Requirement>
The full set of records must be set down verbatim.

☆ ☆ ☆ ☆

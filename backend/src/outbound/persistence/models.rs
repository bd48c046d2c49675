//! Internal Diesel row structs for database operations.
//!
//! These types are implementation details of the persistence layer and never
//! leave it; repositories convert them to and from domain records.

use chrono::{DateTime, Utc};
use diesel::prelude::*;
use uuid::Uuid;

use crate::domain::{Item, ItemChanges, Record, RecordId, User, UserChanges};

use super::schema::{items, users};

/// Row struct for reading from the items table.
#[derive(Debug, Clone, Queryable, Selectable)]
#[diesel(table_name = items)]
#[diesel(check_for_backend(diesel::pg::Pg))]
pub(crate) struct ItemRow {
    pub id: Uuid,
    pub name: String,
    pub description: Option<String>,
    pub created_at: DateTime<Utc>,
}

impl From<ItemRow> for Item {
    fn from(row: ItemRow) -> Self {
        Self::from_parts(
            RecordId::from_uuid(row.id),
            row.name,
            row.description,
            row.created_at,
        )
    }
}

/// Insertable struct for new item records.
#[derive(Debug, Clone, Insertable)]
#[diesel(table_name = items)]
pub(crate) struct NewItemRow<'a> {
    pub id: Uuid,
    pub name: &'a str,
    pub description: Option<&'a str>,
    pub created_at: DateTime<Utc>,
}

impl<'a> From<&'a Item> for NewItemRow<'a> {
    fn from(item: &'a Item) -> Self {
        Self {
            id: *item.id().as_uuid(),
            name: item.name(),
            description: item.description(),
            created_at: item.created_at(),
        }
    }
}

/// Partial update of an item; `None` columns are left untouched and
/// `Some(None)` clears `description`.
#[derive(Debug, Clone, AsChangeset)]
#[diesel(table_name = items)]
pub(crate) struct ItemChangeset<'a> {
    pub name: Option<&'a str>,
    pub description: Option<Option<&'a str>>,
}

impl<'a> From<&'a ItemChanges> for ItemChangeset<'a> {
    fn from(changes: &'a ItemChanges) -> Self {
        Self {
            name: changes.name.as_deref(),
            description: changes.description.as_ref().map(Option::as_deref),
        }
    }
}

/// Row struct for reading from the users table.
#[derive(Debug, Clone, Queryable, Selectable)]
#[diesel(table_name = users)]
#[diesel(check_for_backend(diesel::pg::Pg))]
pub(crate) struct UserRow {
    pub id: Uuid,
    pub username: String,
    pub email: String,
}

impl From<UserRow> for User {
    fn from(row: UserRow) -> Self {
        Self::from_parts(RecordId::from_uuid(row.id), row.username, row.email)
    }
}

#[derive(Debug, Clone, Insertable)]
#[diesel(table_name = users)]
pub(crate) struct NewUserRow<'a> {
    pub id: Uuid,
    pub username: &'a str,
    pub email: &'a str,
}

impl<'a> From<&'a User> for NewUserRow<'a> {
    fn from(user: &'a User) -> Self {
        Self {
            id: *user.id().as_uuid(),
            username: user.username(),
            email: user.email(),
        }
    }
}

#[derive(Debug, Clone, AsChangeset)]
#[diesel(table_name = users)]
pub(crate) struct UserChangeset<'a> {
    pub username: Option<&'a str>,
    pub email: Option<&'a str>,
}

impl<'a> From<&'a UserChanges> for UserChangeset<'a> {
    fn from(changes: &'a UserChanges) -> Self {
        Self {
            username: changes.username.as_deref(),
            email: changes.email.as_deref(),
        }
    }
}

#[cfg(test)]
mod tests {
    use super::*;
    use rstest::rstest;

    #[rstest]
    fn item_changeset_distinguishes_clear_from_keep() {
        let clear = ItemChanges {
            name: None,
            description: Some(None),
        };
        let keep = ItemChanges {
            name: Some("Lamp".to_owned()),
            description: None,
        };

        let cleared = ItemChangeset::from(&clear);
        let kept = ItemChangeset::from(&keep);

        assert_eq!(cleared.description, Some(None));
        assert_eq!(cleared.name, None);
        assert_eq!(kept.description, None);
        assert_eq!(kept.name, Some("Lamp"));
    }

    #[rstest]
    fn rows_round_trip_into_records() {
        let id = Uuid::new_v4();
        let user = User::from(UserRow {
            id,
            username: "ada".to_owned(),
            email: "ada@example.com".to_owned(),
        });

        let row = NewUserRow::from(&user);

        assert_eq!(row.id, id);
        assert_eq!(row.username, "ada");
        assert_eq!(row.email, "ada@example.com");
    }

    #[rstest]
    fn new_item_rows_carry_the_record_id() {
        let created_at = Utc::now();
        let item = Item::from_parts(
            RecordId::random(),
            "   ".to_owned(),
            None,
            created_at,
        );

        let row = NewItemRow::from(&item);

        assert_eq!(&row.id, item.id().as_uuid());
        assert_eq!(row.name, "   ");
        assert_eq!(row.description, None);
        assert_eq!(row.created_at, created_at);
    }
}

☆ ☆ ☆ ☆

Written solution>
filename backend/src/outbound/persistence/models.rs
repository bd48c046d2c49675
//! Internal Diesel row structs for database operations.
//!
//! These types are implementation details of the persistence layer and never
//! leave it; repositories convert them to and from domain records.

use chrono::{DateTime, Utc};
use diesel::prelude::*;
use uuid::Uuid;

use crate::domain::{Item, ItemChanges, Record, RecordId, User, UserChanges};

use super::schema::{items, users};

/// Row struct for reading from the items table.
#[derive(Debug, Clone, Queryable, Selectable)]
#[diesel(table_name = items)]
#[diesel(check_for_backend(diesel::pg::Pg))]
pub(crate) struct ItemRow {
    pub id: Uuid,
    pub name: String,
    pub description: Option<String>,
    pub created_at: DateTime<Utc>,
}

impl From<ItemRow> for Item {
    fn from(row: ItemRow) -> Self {
        Self::from_parts(
            RecordId::from_uuid(row.id),
            row.name,
            row.description,
            row.created_at,
        )
    }
}

/// Insertable struct for new item records.
#[derive(Debug, Clone, Insertable)]
#[diesel(table_name = items)]
pub(crate) struct NewItemRow<'a> {
    pub id: Uuid,
    pub name: &'a str,
    pub description: Option<&'a str>,
    pub created_at: DateTime<Utc>,
}

impl<'a> From<&'a Item> for NewItemRow<'a> {
    fn from(item: &'a Item) -> Self {
        Self {
            id: *item.id().as_uuid(),
            name: item.name(),
            description: item.description(),
            created_at: item.created_at(),
        }
    }
}

/// Partial update of an item; `None` columns are left untouched and
/// `Some(None)` clears `description`.
#[derive(Debug, Clone, AsChangeset)]
#[diesel(table_name = items)]
pub(crate) struct ItemChangeset<'a> {
    pub name: Option<&'a str>,
    pub description: Option<Option<&'a str>>,
}

impl<'a> From<&'a ItemChanges> for ItemChangeset<'a> {
    fn from(changes: &'a ItemChanges) -> Self {
        Self {
            name: changes.name.as_deref(),
            description: changes.description.as_ref().map(Option::as_deref),
        }
    }
}

/// Row struct for reading from the users table.
#[derive(Debug, Clone, Queryable, Selectable)]
#[diesel(table_name = users)]
#[diesel(check_for_backend(diesel::pg::Pg))]
pub(crate) struct UserRow {
    pub id: Uuid,
    pub username: String,
    pub email: String,
}

impl From<UserRow> for User {
    fn from(row: UserRow) -> Self {
        Self::from_parts(RecordId::from_uuid(row.id), row.username, row.email)
    }
}

#[derive(Debug, Clone, Insertable)]
#[diesel(table_name = users)]
pub(crate) struct NewUserRow<'a> {
    pub id: Uuid,
    pub username: &'a str,
    pub email: &'a str,
}

impl<'a> From<&'a User> for NewUserRow<'a> {
    fn from(user: &'a User) -> Self {
        Self {
            id: *user.id().as_uuid(),
            username: user.username(),
            email: user.email(),
        }
    }
}

#[derive(Debug, Clone, AsChangeset)]
#[diesel(table_name = users)]
pub(crate) struct UserChangeset<'a> {
    pub username: Option<&'a str>,
    pub email: Option<&'a str>,
}

impl<'a> From<&'a UserChanges> for UserChangeset<'a> {
    fn from(changes: &'a UserChanges) -> Self {
        Self {
            username: changes.username.as_deref(),
            email: changes.email.as_deref(),
        }
    }
}

#[cfg(test)]
mod tests {
    use super::*;
    use rstest::rstest;

    #[rstest]
    fn item_changeset_distinguishes_clear_from_keep() {
        let clear = ItemChanges {
            name: None,
            description: Some(None),
        };
        let keep = ItemChanges {
            name: Some("Lamp".to_owned()),
            description: None,
        };

        let cleared = ItemChangeset::from(&clear);
        let kept = ItemChangeset::from(&keep);

        assert_eq!(cleared.description, Some(None));
        assert_eq!(cleared.name, None);
        assert_eq!(kept.description, None);
        assert_eq!(kept.name, Some("Lamp"));
    }

    #[rstest]
    fn rows_round_trip_into_records() {
        let id = Uuid::new_v4();
        let user = User::from(UserRow {
            id,
            username: "ada".to_owned(),
            email: "ada@example.com".to_owned(),
        });

        let row = NewUserRow::from(&user);

        assert_eq!(row.id, id);
        assert_eq!(row.username, "ada");
        assert_eq!(row.email, "ada@example.com");
    }

    #[rstest]
    fn new_item_rows_carry_the_record_id() {
        let created_at = Utc::now();
        let item = Item::from_parts(
            RecordId::random(),
            "   ".to_owned(),
            None,
            created_at,
        );

        let row = NewItemRow::from(&item);

        assert_eq!(&row.id, item.id().as_uuid());
        assert_eq!(row.name, "   ");
        assert_eq!(row.description, None);
        assert_eq!(row.created_at, created_at);
    }
}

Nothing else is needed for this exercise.